Task objective: In how many lines of these records does the word "every" appear? Give the number by itself.

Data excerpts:
========================
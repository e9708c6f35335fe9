use std::{
    collections::BTreeMap,
    path::{Path, PathBuf},
    time::Duration,
};

use serde::{Deserialize, Serialize};
use smart_default::SmartDefault;

use crate::error::ConfigError;

/// Host configuration, read from `crossbar.json` in the config directory.
///
/// This is the only place plugin settings come from: the loader turns it into the environment of each plugin,
/// and nothing else in the host looks at ambient configuration.
#[derive(Debug, Clone, PartialEq, Eq, Serialize, Deserialize, SmartDefault)]
#[serde(default, deny_unknown_fields)]
pub struct HostConfig {
    /// Directory the plugins are loaded from, relative to the config directory.
    #[default(PathBuf::from("plugins"))]
    pub plugin_dir: PathBuf,

    #[default(Duration::from_secs(10))]
    #[serde(with = "duration_str")]
    pub default_timeout: Duration,

    /// Upper bound for the captured stdout and stderr of a single run, each.
    #[default(64 * 1024)]
    pub max_output_bytes: usize,

    /// Run every plugin once right away instead of waiting one interval for the first tick.
    pub run_on_start: bool,

    pub partial_output: PartialOutputPolicy,

    pub bar: BarConfig,

    /// Color given to the title of a plugin whose last run failed.
    #[default("red".to_string())]
    pub failure_color: String,

    /// What the daemon prints to stdout whenever the display changes.
    pub output: OutputFormat,

    /// If set, a JSON snapshot for home-screen style widgets is written to this file on every change.
    pub widget_export: Option<PathBuf>,

    /// Command prefix used to run `bash` actions that ask for a terminal.
    #[default(vec!["x-terminal-emulator".to_string(), "-e".to_string()])]
    pub terminal: Vec<String>,

    /// The external `crossbar` helper queried by `crossbar-host stat`. `null` disables it.
    #[default(Some("crossbar".to_string()))]
    pub crossbar_binary: Option<String>,

    /// Environment variables given to every plugin.
    pub env: BTreeMap<String, String>,

    /// Per-plugin settings, keyed by plugin identifier (`weather.30m.py`) or name (`weather`).
    pub plugins: BTreeMap<String, PluginConfig>,
}

#[derive(Debug, Clone, PartialEq, Eq, Serialize, Deserialize, SmartDefault)]
#[serde(default, deny_unknown_fields)]
pub struct PluginConfig {
    #[default(true)]
    pub enabled: bool,

    #[serde(with = "duration_str::option")]
    pub timeout: Option<Duration>,

    /// Variables passed to the plugin verbatim, i.e. `GITHUB_TOKEN`.
    pub env: BTreeMap<String, String>,

    /// Settings passed as `CROSSBAR_PLUGIN_<KEY>`, i.e. `currency` becomes `CROSSBAR_PLUGIN_CURRENCY`.
    pub settings: BTreeMap<String, String>,
}

#[derive(Debug, Clone, PartialEq, Eq, Serialize, Deserialize, SmartDefault)]
#[serde(default, deny_unknown_fields)]
pub struct BarConfig {
    pub mode: BarMode,
    #[default("  ".to_string())]
    pub separator: String,
}

/// Which titles make up the collapsed status line.
#[derive(Debug, Clone, PartialEq, Eq, Serialize, Deserialize, SmartDefault)]
#[serde(rename_all = "lowercase")]
pub enum BarMode {
    #[default]
    All,
    /// Only show the title of the plugin with the given identifier.
    Primary(String),
}

/// What to do with stdout of a run that exited unsuccessfully.
#[derive(Debug, Clone, Copy, PartialEq, Eq, Serialize, Deserialize, SmartDefault, strum::Display)]
#[serde(rename_all = "lowercase")]
#[strum(serialize_all = "lowercase")]
pub enum PartialOutputPolicy {
    /// Ignore it and keep showing the last good result.
    #[default]
    Discard,
    /// Show it if it parses, while still recording the failure. Output of timed out runs is always discarded.
    Keep,
}

#[derive(Debug, Clone, Copy, PartialEq, Eq, Serialize, Deserialize, SmartDefault, strum::Display)]
#[serde(rename_all = "lowercase")]
#[strum(serialize_all = "lowercase")]
pub enum OutputFormat {
    #[default]
    None,
    Text,
    Json,
}

impl HostConfig {
    /// Read the configuration file. A missing file results in the default configuration.
    pub fn read_from_file(path: impl AsRef<Path>) -> Result<Self, ConfigError> {
        let path = path.as_ref();
        let content = match std::fs::read_to_string(path) {
            Ok(content) => content,
            Err(err) if err.kind() == std::io::ErrorKind::NotFound => {
                log::info!("No configuration file at {}, using defaults", path.display());
                return Ok(HostConfig::default());
            }
            Err(source) => return Err(ConfigError::Read { path: path.to_path_buf(), source }),
        };
        serde_json::from_str(&content).map_err(|source| ConfigError::Invalid { path: path.to_path_buf(), source })
    }

    /// Find the settings for a plugin. An entry for the full identifier takes precedence over one for the name.
    pub fn plugin_config(&self, identifier: &str, name: &str) -> Option<&PluginConfig> {
        self.plugins.get(identifier).or_else(|| self.plugins.get(name))
    }

    pub fn timeout_for(&self, identifier: &str, name: &str) -> Duration {
        self.plugin_config(identifier, name).and_then(|cfg| cfg.timeout).unwrap_or(self.default_timeout)
    }

    /// The environment overrides for a plugin: global `env`, then the plugin's `settings`, then its `env`.
    /// Later sources win. Nothing is added for settings that aren't configured.
    pub fn environment_for(&self, identifier: &str, name: &str) -> BTreeMap<String, String> {
        let mut environment = self.env.clone();
        if let Some(plugin) = self.plugin_config(identifier, name) {
            for (key, value) in &plugin.settings {
                environment.insert(setting_env_var(key), value.clone());
            }
            environment.extend(plugin.env.clone());
        }
        environment
    }
}

/// `currency` → `CROSSBAR_PLUGIN_CURRENCY`, `api-key` → `CROSSBAR_PLUGIN_API_KEY`
pub fn setting_env_var(key: &str) -> String {
    let key: String = key.chars().map(|c| if c.is_ascii_alphanumeric() { c.to_ascii_uppercase() } else { '_' }).collect();
    format!("CROSSBAR_PLUGIN_{}", key)
}

/// (De)serialize durations as strings like `10s` or `500ms`.
mod duration_str {
    use std::time::Duration;

    use crossbar_protocol::filename::{format_interval, parse_duration};
    use serde::{Deserialize, Deserializer, Serializer};

    pub fn serialize<S: Serializer>(duration: &Duration, serializer: S) -> Result<S::Ok, S::Error> {
        serializer.serialize_str(&format_interval(*duration))
    }

    pub fn deserialize<'de, D: Deserializer<'de>>(deserializer: D) -> Result<Duration, D::Error> {
        let s = String::deserialize(deserializer)?;
        parse_duration(&s).map_err(serde::de::Error::custom)
    }

    pub mod option {
        use super::*;

        pub fn serialize<S: Serializer>(duration: &Option<Duration>, serializer: S) -> Result<S::Ok, S::Error> {
            match duration {
                Some(duration) => super::serialize(duration, serializer),
                None => serializer.serialize_none(),
            }
        }

        pub fn deserialize<'de, D: Deserializer<'de>>(deserializer: D) -> Result<Option<Duration>, D::Error> {
            Option::<String>::deserialize(deserializer)?.map(|s| parse_duration(&s).map_err(serde::de::Error::custom)).transpose()
        }
    }
}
========================
Response to this task: 3